Odeh: Gov’t Funding to Fight Crime in Arab Sector — A Mere Band-Aid

Israel’s far-right government has approved a NIS 150 million ($45 million) plan to combat the spread of violence and organized crime in Arab cities and towns, the Prime Minister’s Office announced on Monday evening, March 1.

When this plan was revealed in early February, List chair MK Ayman Odeh (Hadash) commented: “Netanyahu is offering us a band-aid… It’s impossible to solve a decade of neglect with NIS 100 million.” The annual budget of the Israeli police is around NIS 13 billion.

Joint List MK Youssef Jabareen (Hadash), left, who was injured by police during last Friday's protests in Umm al-Fahm, visits two other injured protesters still being treated in Haifa's Ramban Hospital.

Joint List MK Youssef Jabareen (Hadash), left, who was injured by police during last Friday’s protests in Umm al-Fahm, visits two other injured protesters still being treated in Haifa’s Ramban Hospital. (Photo: Zo Haderech)

A wave of demonstrations by Arabs citizens protesting governmental and police neglect has brought the issue to the forefront in recent weeks. Umm al-Fahm, an Arab city in Israel’s Northern Triangle region, has seen seven straight weeks of Friday protests following the shooting death of Mohammad Aghbarieh, 21, a resident of the city who was killed while on his way home from an anti-violence demonstration that was being forcefully dispersed by police.

Medical sources have confirmed that at least 35 protesters were injured during the protest held in Umm al-Fahm last Friday, February 26, among them Joint List MK Youssef Jabareen (Hadash). Jabareen, who was hit in the back by a police-fired rubber bullet during the protest and was rushed to a local hospital and released later in the evening, said “The government plan authorized by Netanyahu is a totally inadequate one that won’t solve anything regarding crime and violence in Arab society. Its only purpose is to gain votes.”

Officials from Umm al-Fahm’s municipality and from the High Follow-Up Committee for Arab Citizens of Israel, a top panel of Arab-Palestinian community leaders, decided in a meeting last Saturday that protests will continue this coming Friday, and demanded that an independent inquiry commission into last week’s s violent repression of the protestors by police be established immediately.

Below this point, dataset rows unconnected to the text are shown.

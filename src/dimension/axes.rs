use crate::error::ErrorKind;
use crate::Axis;

/// An ordered set of axes, the target of a reduction.
///
/// Duplicates are dropped when the set is built: the first occurrence of an
/// axis is kept and the order of the remaining axes is preserved.
///
/// ```
/// use ndbuf::AxisSet;
///
/// let axes = AxisSet::from([2, 0, 2, 1]);
/// assert_eq!(axes.as_slice(), &[2, 0, 1]);
/// assert_eq!(axes.len(), 3);
/// assert_eq!(axes.sorted(), vec![0, 1, 2]);
/// ```
#[derive(Clone, Debug, Default, PartialEq, Eq, Hash)]
pub struct AxisSet {
    axes: Vec<usize>,
}

impl AxisSet {
    /// The empty set: reduce over the whole array.
    pub fn all() -> Self {
        AxisSet::default()
    }

    /// Build a set from a list of axes, keeping the first occurrence of
    /// each axis.
    pub fn new(axes: &[usize]) -> Self {
        axes.iter().copied().collect()
    }

    /// The axes in first-occurrence order.
    #[inline]
    pub fn as_slice(&self) -> &[usize] {
        &self.axes
    }

    /// Number of distinct axes.
    #[inline]
    pub fn len(&self) -> usize {
        self.axes.len()
    }

    /// Return `true` if the set has no axes.
    #[inline]
    pub fn is_empty(&self) -> bool {
        self.axes.is_empty()
    }

    /// Return `true` if `axis` is in the set.
    pub fn contains(&self, axis: usize) -> bool {
        self.axes.contains(&axis)
    }

    /// The axes in increasing order.
    pub fn sorted(&self) -> Vec<usize> {
        let mut axes = self.axes.clone();
        axes.sort_unstable();
        axes
    }

    /// Check the set against an array of `ndim` axes.
    ///
    /// Duplicates were already dropped, so `[0, 1, 0]` is valid for two axes.
    pub(crate) fn validate(&self, ndim: usize) -> Result<(), ErrorKind> {
        if self.axes.len() > ndim {
            return Err(ErrorKind::ShapeMismatch);
        }
        if self.axes.iter().any(|&axis| axis >= ndim) {
            return Err(ErrorKind::AxisOutOfRange);
        }
        Ok(())
    }
}

impl FromIterator<usize> for AxisSet {
    fn from_iter<I>(iter: I) -> Self
    where
        I: IntoIterator<Item = usize>,
    {
        let mut set = AxisSet::default();
        for axis in iter {
            if !set.axes.contains(&axis) {
                set.axes.push(axis);
            }
        }
        set
    }
}

impl FromIterator<Axis> for AxisSet {
    fn from_iter<I>(iter: I) -> Self
    where
        I: IntoIterator<Item = Axis>,
    {
        iter.into_iter().map(Axis::index).collect()
    }
}

impl<const N: usize> From<[usize; N]> for AxisSet {
    fn from(axes: [usize; N]) -> Self {
        axes.into_iter().collect()
    }
}

impl<const N: usize> From<&[usize; N]> for AxisSet {
    fn from(axes: &[usize; N]) -> Self {
        AxisSet::new(axes)
    }
}

impl From<&[usize]> for AxisSet {
    fn from(axes: &[usize]) -> Self {
        AxisSet::new(axes)
    }
}

impl From<Vec<usize>> for AxisSet {
    fn from(axes: Vec<usize>) -> Self {
        axes.into_iter().collect()
    }
}

impl From<Axis> for AxisSet {
    fn from(axis: Axis) -> Self {
        std::iter::once(axis.index()).collect()
    }
}
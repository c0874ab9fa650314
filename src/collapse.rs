//! Collapse: reorganise a buffer so that the elements belonging to a set of
//! target axes become contiguous runs.
//!
//! For a shape `[2, 3, 4]` collapsed over axes `{0, 2}`, the retained axis
//! is axis 1: the result holds 3 runs of `2 * 4 = 8` elements each, and run
//! `j` holds every element whose index along axis 1 is `j`, in row-major
//! order of the target axes. Reductions then only look at one run at a
//! time.

use crate::dimension::{AxisSet, Dim};
use crate::parallel;
use crate::Element;

/// A buffer where every retained position owns one contiguous run.
#[derive(Clone, Debug)]
pub(crate) struct Collapsed<A> {
    /// `len() * span` elements, run after run
    pub(crate) runs: Vec<A>,
    /// Length of one run: the product of the target axis lengths
    pub(crate) span: usize,
    /// Lengths of the axes not collapsed, in their original order
    pub(crate) retained: Vec<usize>,
}

impl<A> Collapsed<A> {
    /// Number of runs.
    pub(crate) fn len(&self) -> usize {
        self.retained.iter().product()
    }

    /// Shape of a reduction result: the retained shape, or `[1]` when no
    /// axis is retained.
    pub(crate) fn output_dim(&self) -> Dim {
        if self.retained.is_empty() {
            Dim::linear(1)
        } else {
            Dim::from_shape(&self.retained)
        }
    }
}

/// Collapse `data` (laid out by `dim`) over `axes`.
///
/// An empty axis set collapses over every axis: the whole buffer is one run.
/// `axes` must already be validated against `dim`.
pub(crate) fn collapse<A: Element>(data: &[A], dim: &Dim, axes: &AxisSet) -> Collapsed<A> {
    if axes.is_empty() {
        return Collapsed {
            runs: data.to_vec(),
            span: data.len(),
            retained: Vec::new(),
        };
    }
    let target = axes.sorted();
    let kept: Vec<usize> = (0..dim.ndim()).filter(|ax| !axes.contains(*ax)).collect();
    let retained: Vec<usize> = kept.iter().map(|&ax| dim.shape()[ax]).collect();
    let span: usize = target.iter().map(|&ax| dim.shape()[ax]).product();

    // inner counter: target axes; outer counter: retained axes
    let inner = dim.offsets_over(&target);
    let outer = dim.offsets_over(&kept);
    debug_assert_eq!(inner.len(), span);

    let mut runs = vec![A::default(); outer.len() * span];
    parallel::for_each_unit(&mut runs, span, |r, run| {
        let base = outer[r];
        for (dst, &offset) in run.iter_mut().zip(&inner) {
            *dst = data[base + offset];
        }
        false
    });
    log::trace!(
        "collapse {:?} over {:?}: {} runs of {}",
        dim,
        target,
        outer.len(),
        span
    );
    Collapsed {
        runs,
        span,
        retained,
    }
}

#[cfg(test)]
mod tests {
    use super::collapse;
    use crate::dimension::{AxisSet, Dim};

    fn seq(n: usize) -> Vec<f64> {
        (0..n).map(|x| x as f64).collect()
    }

    #[test]
    fn global() {
        let data = seq(6);
        let c = collapse(&data, &Dim::from_shape(&[2, 3]), &AxisSet::all());
        assert_eq!(c.span, 6);
        assert_eq!(c.len(), 1);
        assert_eq!(c.runs, data);
        assert_eq!(c.output_dim().shape(), &[1]);
    }

    #[test]
    fn leading_axis() {
        let data = seq(6);
        let c = collapse(&data, &Dim::from_shape(&[2, 3]), &AxisSet::from([0]));
        assert_eq!(c.span, 2);
        assert_eq!(c.retained, vec![3]);
        assert_eq!(c.runs, [0., 3., 1., 4., 2., 5.]);
    }

    #[test]
    fn outer_and_inner_axes() {
        let data = seq(24);
        let c = collapse(&data, &Dim::from_shape(&[2, 3, 4]), &AxisSet::from([2, 0]));
        assert_eq!(c.span, 8);
        assert_eq!(c.retained, vec![3]);
        assert_eq!(&c.runs[..8], &[0., 1., 2., 3., 12., 13., 14., 15.]);
        assert_eq!(&c.runs[8..16], &[4., 5., 6., 7., 16., 17., 18., 19.]);
    }

    #[test]
    fn every_axis_listed() {
        let data = seq(6);
        let c = collapse(&data, &Dim::from_shape(&[2, 3]), &AxisSet::from([1, 0]));
        assert_eq!(c.span, 6);
        assert!(c.retained.is_empty());
        assert_eq!(c.runs, data);
    }

    #[test]
    fn zero_length_axes() {
        let c = collapse::<f64>(&[], &Dim::from_shape(&[2, 0, 3]), &AxisSet::from([1]));
        assert_eq!(c.span, 0);
        assert_eq!(c.retained, vec![2, 3]);
        assert_eq!(c.len(), 6);
        assert!(c.runs.is_empty());

        let c = collapse::<f64>(&[], &Dim::from_shape(&[2, 0, 3]), &AxisSet::from([0]));
        assert_eq!(c.span, 2);
        assert_eq!(c.len(), 0);
    }
}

Since the beginning of 2021, 21 Arabs have been killed in violent circumstances inside Israel: 15 Arab citizens of Israel, four Palestinian residents of occupied East Jerusalem, and two Palestinian West Bank residents killed inside Israel. Three of them were killed in violent confrontations with police; the remaining 18 died violent deaths perpetrated by criminal gangs within the Arab community.